February 26, 2024

Thousands of kilometers from Earth, the doomed Peregrine mission to the moon is speaking its final words back home – and it could be an Australian deep space outpost recording its final message.

On Tuesday, Astrobotic, the American company behind the mission, revealed that there was “no chance”. that Peregrine 1 would fulfill its goal of being the first commercial spacecraft to make a soft landing on the moon. A critical fuel leak after Monday’s takeoff meant that the propellant would run out long before the planned February 23 attack in Stickiness Bay.

The spacecraft has enough fuel to continue maneuvering until some time Friday, and its batteries are fully charged.

The company said his new goal is to get Peregrine “as close to lunar distance as we can before it loses the ability to maintain its sun-facing position and subsequently loses power”.

The updated mission was to collect data from Peregrine 1 that could be useful for a future lunar landing trip, Astrobotic said.

Until its demise, it will continue to communicate with Earth via Nasa’s Deep Space Network: three satellite dishes based in California, Madrid and Canberra.

The Canberra Deep Space The communications complex in the Tidbinbilla Valley plays an “absolutely vital” role in the renewed US push to the moon and beyond, said Fred Watson, Australia’s astronomer-general, from the Commonwealth Department of Industry, Science and Resources.

Situated between cattle and sheep properties and surrounded by wandering Australian wildlife including kangaroos, koalas, emus, wallabies and birds, the NASA-funded space shuttles are the missing link that ensures complete coverage of their missions, Watson said.

Nasa would otherwise be “out of touch for eight hours a day”.

“The idea of ​​having three is that as the Earth rotates, there is always an antenna pointing to a specific space. And so there’s 24/7 coverage by having three deep space network stations,” Watson said.

“So Australia plays a role in many Nasa missions.”

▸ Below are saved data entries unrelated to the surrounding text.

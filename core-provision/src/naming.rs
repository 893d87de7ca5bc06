//! Deterministic names and labels for child objects.
//!
//! Every child a cycle creates is found again on the next pass by name, so
//! names must be a pure function of the owner and the cycle. They are also
//! DNS labels: lowercase alphanumerics and `-`, at most 63 characters. Names
//! that had to be rewritten (sanitised or truncated) carry a digest of the
//! original so two owners that map to the same label never collide.

use sha2::{Digest, Sha256};
use std::collections::BTreeMap;
use std::fmt;

pub const MAX_NAME_LEN: usize = 63;
const DIGEST_LEN: usize = 8;

/// Label carrying the controlling owner's uid.
pub const LABEL_OWNER_UID: &str = "volrep.io/owner-uid";
/// Label carrying the replication role of the child.
pub const LABEL_ROLE: &str = "volrep.io/role";
/// Label carrying the cycle a child belongs to.
pub const LABEL_CYCLE: &str = "volrep.io/cycle";
/// Label naming the mover a job or credential belongs to.
pub const LABEL_MOVER: &str = "volrep.io/mover";

/// Side of a replication relationship a child serves.
#[derive(Debug, Clone, Copy, PartialEq, Eq, Hash)]
pub enum Role {
    Source,
    Destination,
}

impl Role {
    pub fn as_str(&self) -> &'static str {
        match self {
            Role::Source => "source",
            Role::Destination => "destination",
        }
    }

    pub fn short(&self) -> &'static str {
        match self {
            Role::Source => "src",
            Role::Destination => "dst",
        }
    }

    /// Short prefix used in child names.
    pub fn prefix(&self) -> &'static str {
        match self {
            Role::Source => "volrep-src",
            Role::Destination => "volrep-dst",
        }
    }
}

impl fmt::Display for Role {
    fn fmt(&self, f: &mut fmt::Formatter<'_>) -> fmt::Result {
        f.write_str(self.as_str())
    }
}

/// Join parts with `-`, sanitise to a DNS label and bound the length.
pub fn child_name(parts: &[&str]) -> String {
    let joined = parts
        .iter()
        .filter(|p| !p.is_empty())
        .copied()
        .collect::<Vec<_>>()
        .join("-");
    let sanitized = sanitize(&joined);

    if sanitized == joined && sanitized.len() <= MAX_NAME_LEN {
        return sanitized;
    }

    let digest = Sha256::digest(joined.as_bytes());
    let suffix: String = format!("{:x}", digest).chars().take(DIGEST_LEN).collect();
    let keep = MAX_NAME_LEN - DIGEST_LEN - 1;
    let prefix = sanitized[..sanitized.len().min(keep)].trim_end_matches('-');
    if prefix.is_empty() {
        return suffix;
    }
    format!("{}-{}", prefix, suffix)
}

/// Name of the primary child of an owner for a role, e.g. `volrep-dst-db`.
pub fn owner_child(role: Role, owner: &str) -> String {
    child_name(&[role.prefix(), owner])
}

/// Name of a per-cycle child, e.g. `volrep-src-db-20240101000000`.
pub fn cycle_child(role: Role, owner: &str, cycle_id: &str) -> String {
    child_name(&[role.prefix(), owner, cycle_id])
}

/// Name of a mover-specific child, e.g. `volrep-rsync-dst-db`.
pub fn mover_child(mover: &str, role: Role, owner: &str) -> String {
    child_name(&["volrep", mover, role.short(), owner])
}

/// Name of a per-cycle mover child, e.g. `volrep-rsync-src-db-20240101000000`.
pub fn mover_cycle_child(mover: &str, role: Role, owner: &str, cycle_id: &str) -> String {
    child_name(&["volrep", mover, role.short(), owner, cycle_id])
}

/// Labels stamped on every child of an owner.
pub fn owner_labels(owner_uid: &str, role: Role) -> BTreeMap<String, String> {
    BTreeMap::from([
        (LABEL_OWNER_UID.to_string(), owner_uid.to_string()),
        (LABEL_ROLE.to_string(), role.as_str().to_string()),
    ])
}

fn sanitize(raw: &str) -> String {
    let mut out = String::with_capacity(raw.len());
    for c in raw.chars() {
        let c = c.to_ascii_lowercase();
        if c.is_ascii_alphanumeric() {
            out.push(c);
        } else if !out.ends_with('-') {
            out.push('-');
        }
    }
    out.trim_matches('-').to_string()
}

It also means that Australia continues its traditional association with lunar missions: the Australian Parkes Radio Telescope (located 300 km north of Tidbinbilla) had the only dish in the world to broadcast the 1969 Apollo 11 moonwalk, a link popular in the hit 2000 Australian film The Dish.

Watson said despite Peregrine’s failure, Canberra would soon be eyeing more lunar missions.

The Canberra Deep Space Communication Complex will be relied upon to track another new rocket called Vulcan launched by the United Launch Alliance and the SpaceX Falcon 9.

And the Australian Space Agency is part of the Artemis Agreementsthe effort to return humans to the moon by 2025.

As lunar exploration develops in the private sector, Australia will continue to play a significant role in taking missions to space, Watson said.